Take the movement of pleasure, for instance.  In fact, I know by now that every movement of thought is a pleasure-seeking or pain-avoiding (which are one and the same thing) maneuver.  You can say that it is also at the same time a replay of the past.  And that, of course, serves the function of providing a support or ground for the ego, for its continuity, for its expansion, growth and protection.  

There is, however, a constant knocking at the unknown (or shall we say the timeless) at the doors of the self which shows itself in the form of bursts of energy.

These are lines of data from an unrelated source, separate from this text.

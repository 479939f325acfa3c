//! Reporter
//!
//! Pure rendering of a run into a [`Bundle`]: a markdown roadmap, a pull
//! request description and per-file line diffs.

use std::fmt::Write as _;
use std::fs;
use std::path::Path;

use crate::types::{
    Bundle, BundleSummary, DiffInput, DiffStat, Plan, Result, TaskType, TransformResult,
};

/// Index-aligned line diff. Equal positions are context, differing
/// positions emit one deletion and one addition.
pub fn diff_lines(input: &DiffInput) -> DiffStat {
    let before: Vec<&str> = input.before.split('\n').collect();
    let after: Vec<&str> = input.after.split('\n').collect();

    let mut diff = format!("--- a/{0}\n+++ b/{0}\n", input.file_path);
    let mut additions = 0;
    let mut deletions = 0;

    for i in 0..before.len().max(after.len()) {
        match (before.get(i), after.get(i)) {
            (Some(old), Some(new)) if old == new => {
                let _ = writeln!(diff, " {}", old);
            }
            (old, new) => {
                if let Some(old) = old {
                    let _ = writeln!(diff, "-{}", old);
                    deletions += 1;
                }
                if let Some(new) = new {
                    let _ = writeln!(diff, "+{}", new);
                    additions += 1;
                }
            }
        }
    }

    DiffStat {
        file_path: input.file_path.clone(),
        diff,
        additions,
        deletions,
    }
}

pub fn roadmap(plan: &Plan, transform: &TransformResult) -> String {
    let mut out = String::from("# Roadmap\n\n");
    let _ = writeln!(out, "Repository: {}", plan.repository);
    let _ = writeln!(out, "Generated: {}", plan.generated_at.to_rfc3339());

    for task_type in TaskType::ALL {
        let tasks: Vec<_> = plan.tasks_of(task_type).collect();
        if tasks.is_empty() {
            continue;
        }
        let _ = writeln!(out, "\n## {}\n", task_type.label());
        for task in tasks {
            let files = if task.files.is_empty() {
                "none".to_string()
            } else {
                task.files.join(", ")
            };
            let _ = writeln!(
                out,
                "- {} (files: {}) [confidence {}]",
                task.title, files, task.confidence
            );
        }
    }

    out.push_str("\n## Modified Files\n\n");
    push_file_list(&mut out, &transform.modified_files);
    out
}

pub fn pr_description(plan: &Plan, transform: &TransformResult, summary: &BundleSummary) -> String {
    let mut out = String::from("## Automated modernization\n\n");
    let _ = writeln!(out, "Repository: {}", plan.repository);
    let _ = writeln!(out, "Tasks: {}", plan.tasks.len());
    let _ = writeln!(out, "Files changed: {}", transform.modified_files.len());
    let _ = writeln!(
        out,
        "Changes: +{} / -{}",
        summary.total_additions, summary.total_deletions
    );

    out.push_str("\n### Files\n\n");
    push_file_list(&mut out, &transform.modified_files);

    if !transform.warnings.is_empty() {
        out.push_str("\n### Warnings\n\n");
        for warning in &transform.warnings {
            let _ = writeln!(out, "- {}", warning);
        }
    }

    out.push_str("\nPlease review the generated changes before merging.\n");
    out
}

pub fn build_bundle(plan: &Plan, transform: &TransformResult, diffs: &[DiffInput]) -> Bundle {
    let diffs: Vec<DiffStat> = diffs.iter().map(diff_lines).collect();
    let summary = BundleSummary {
        total_additions: diffs.iter().map(|d| d.additions).sum(),
        total_deletions: diffs.iter().map(|d| d.deletions).sum(),
    };

    Bundle {
        roadmap: roadmap(plan, transform),
        pr_description: pr_description(plan, transform, &summary),
        diffs,
        summary,
    }
}

/// Write `roadmap.md`, `pull-request.md` and `bundle.json` into `dir`
pub fn write_bundle(bundle: &Bundle, dir: &Path) -> Result<()> {
    fs::create_dir_all(dir)?;
    fs::write(dir.join("roadmap.md"), &bundle.roadmap)?;
    fs::write(dir.join("pull-request.md"), &bundle.pr_description)?;
    fs::write(dir.join("bundle.json"), serde_json::to_string_pretty(bundle)?)?;
    Ok(())
}

fn push_file_list(out: &mut String, files: &[String]) {
    if files.is_empty() {
        out.push_str("- None\n");
    }
    for file in files {
        let _ = writeln!(out, "- {}", file);
    }
}
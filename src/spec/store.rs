use std::sync::{Arc, RwLock};

use super::model::Spec;

/// Shared spec store for thread-safe access
pub type SharedSpecStore = Arc<SpecStore>;

/// Holds the authoritative rule snapshot.
///
/// Readers get an `Arc<Spec>` that stays valid however many reloads happen
/// afterwards; a reload swaps the pointer, never mutates a published spec.
#[derive(Debug)]
pub struct SpecStore {
    current: RwLock<Arc<Spec>>,
}

impl SpecStore {
    pub fn new(spec: Spec) -> Self {
        Self {
            current: RwLock::new(Arc::new(spec)),
        }
    }

    pub fn shared(spec: Spec) -> SharedSpecStore {
        Arc::new(Self::new(spec))
    }

    pub fn snapshot(&self) -> Arc<Spec> {
        let guard = self.current.read().unwrap_or_else(|e| e.into_inner());
        Arc::clone(&guard)
    }

    pub fn replace(&self, spec: Spec) -> Arc<Spec> {
        let next = Arc::new(spec);
        let mut guard = self.current.write().unwrap_or_else(|e| e.into_inner());
        *guard = Arc::clone(&next);
        next
    }
}

impl Default for SpecStore {
    fn default() -> Self {
        Self::new(Spec::default())
    }
}
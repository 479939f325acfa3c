//! Run Command
//!
//! Full Scan → Plan → Transform → Report pass over one repository.
//!
//! Usage:
//!   revive run [PATH] [--dry-run] [-o DIR] [-f json]

use std::path::{Path, PathBuf};

use tracing::info;

use crate::cli::commands::plan::print_plan;
use crate::cli::ui::Output;
use crate::cli::util::{CommandContext, OutputFormat, print_json};
use crate::pipeline::{Pipeline, PipelineOutcome, PipelineRun, RunOptions};
use crate::reporter;
use crate::types::Result;

#[derive(Debug, Clone, Default)]
pub struct RunArgs {
    pub dry_run: bool,
    /// Overrides `output.dir`
    pub output: Option<PathBuf>,
    pub format: OutputFormat,
}

pub async fn run(path: &Path, args: RunArgs) -> Result<()> {
    let ctx = CommandContext::load(path)?;
    let write_bundle = ctx.config.output.write_bundle && !args.dry_run;
    let pipeline = Pipeline::for_repository(&ctx.repo, ctx.config)?;

    let outcome = pipeline
        .run(
            &ctx.repo,
            RunOptions {
                dry_run: args.dry_run,
            },
        )
        .await?;

    let bundle_dir = match &outcome {
        PipelineOutcome::Completed(run) if write_bundle => {
            let dir = args
                .output
                .clone()
                .unwrap_or_else(|| pipeline.output_dir(&ctx.repo));
            reporter::write_bundle(&run.bundle, &dir)?;
            info!(dir = %dir.display(), "Bundle written");
            Some(dir)
        }
        _ => None,
    };

    if args.format.is_json() {
        return print_json(&outcome);
    }

    let out = Output::new();
    match &outcome {
        PipelineOutcome::Cancelled {
            reason,
            hook_errors,
        } => {
            out.warning(&format!(
                "Run cancelled by pre-scan hook{}",
                reason
                    .as_deref()
                    .map(|r| format!(": {}", r))
                    .unwrap_or_default()
            ));
            print_hook_errors(&out, hook_errors);
        }
        PipelineOutcome::Completed(run) => {
            print_run(&out, run, args.dry_run);
            if let Some(dir) = bundle_dir {
                println!();
                out.success(&format!("Bundle written to {}", dir.display()));
            }
        }
    }
    Ok(())
}

fn print_run(out: &Output, run: &PipelineRun, dry_run: bool) {
    out.header(&format!("Run: {}", run.plan.repository));
    out.field("Issues", run.report.summary.total);
    out.field("Tasks", run.plan.tasks.len());
    out.field(
        "Changes",
        format!(
            "+{} / -{}",
            run.bundle.summary.total_additions, run.bundle.summary.total_deletions
        ),
    );

    print_plan(out, &run.plan);

    let verb = if dry_run { "Would modify" } else { "Modified" };
    out.section(&format!("{} ({})", verb, run.transform.modified_files.len()));
    for file in &run.transform.modified_files {
        out.item(file);
    }

    if !run.transform.warnings.is_empty() {
        out.section("Warnings");
        for warning in &run.transform.warnings {
            out.warning(warning);
        }
    }
    print_hook_errors(out, &run.hook_errors);
}

fn print_hook_errors(out: &Output, errors: &[String]) {
    if errors.is_empty() {
        return;
    }
    out.section("Hook errors");
    for error in errors {
        out.error(error);
    }
}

I noticed today, for example, when I was listening to a piece of music, vibrations (jerks) surging though the body, which coincide with the moment when I reach the end of my mental activity, because of the notes I was listening to, or just also a prelude to falling asleep. At the same time the mind was also beginning to cease its activity.  In either case, it’s the touching  the unknown (and of course the unknowable) that seems to trigger this response.

This is so in spite of the fact that the center of the self keeps itself sustained. It’s still there, cunningly maneuvering infinite number of details including enlightenment, liberation and the unknown. 

In fact, the whole of this enterprise can fizzle into nothingness.  It has no substance; no inherent validity.  It’s just like any other enterprise of the self.  In the ocean of the timeless where there is no meaning (nor its opposite – meaninglessness, which is just a mode of the meaning), this is just a ripple. 

Successive abstractions make you withdraw from the world of experience.  But the voice which gives the various commands still remains.  But you can withdraw from it too.  Then there is no ‘you’.  You don’t know what moves you.  You are just like a thing, a conscious, living thing.  It’s not just that the energies get united, you bliss out, or the ‘nectar’ pours into you. Life and death don’t mean a thing; but there is ... 

This blank doesn’t get filled any more.  

You have to close your eyes and cut out the external impressions.  The body relaxes totally.  In the total relaxation there is the state of being like in death.  

Detachment, withdrawal, asking who am I (Is that me?), etc. all mean and come down to the same thing.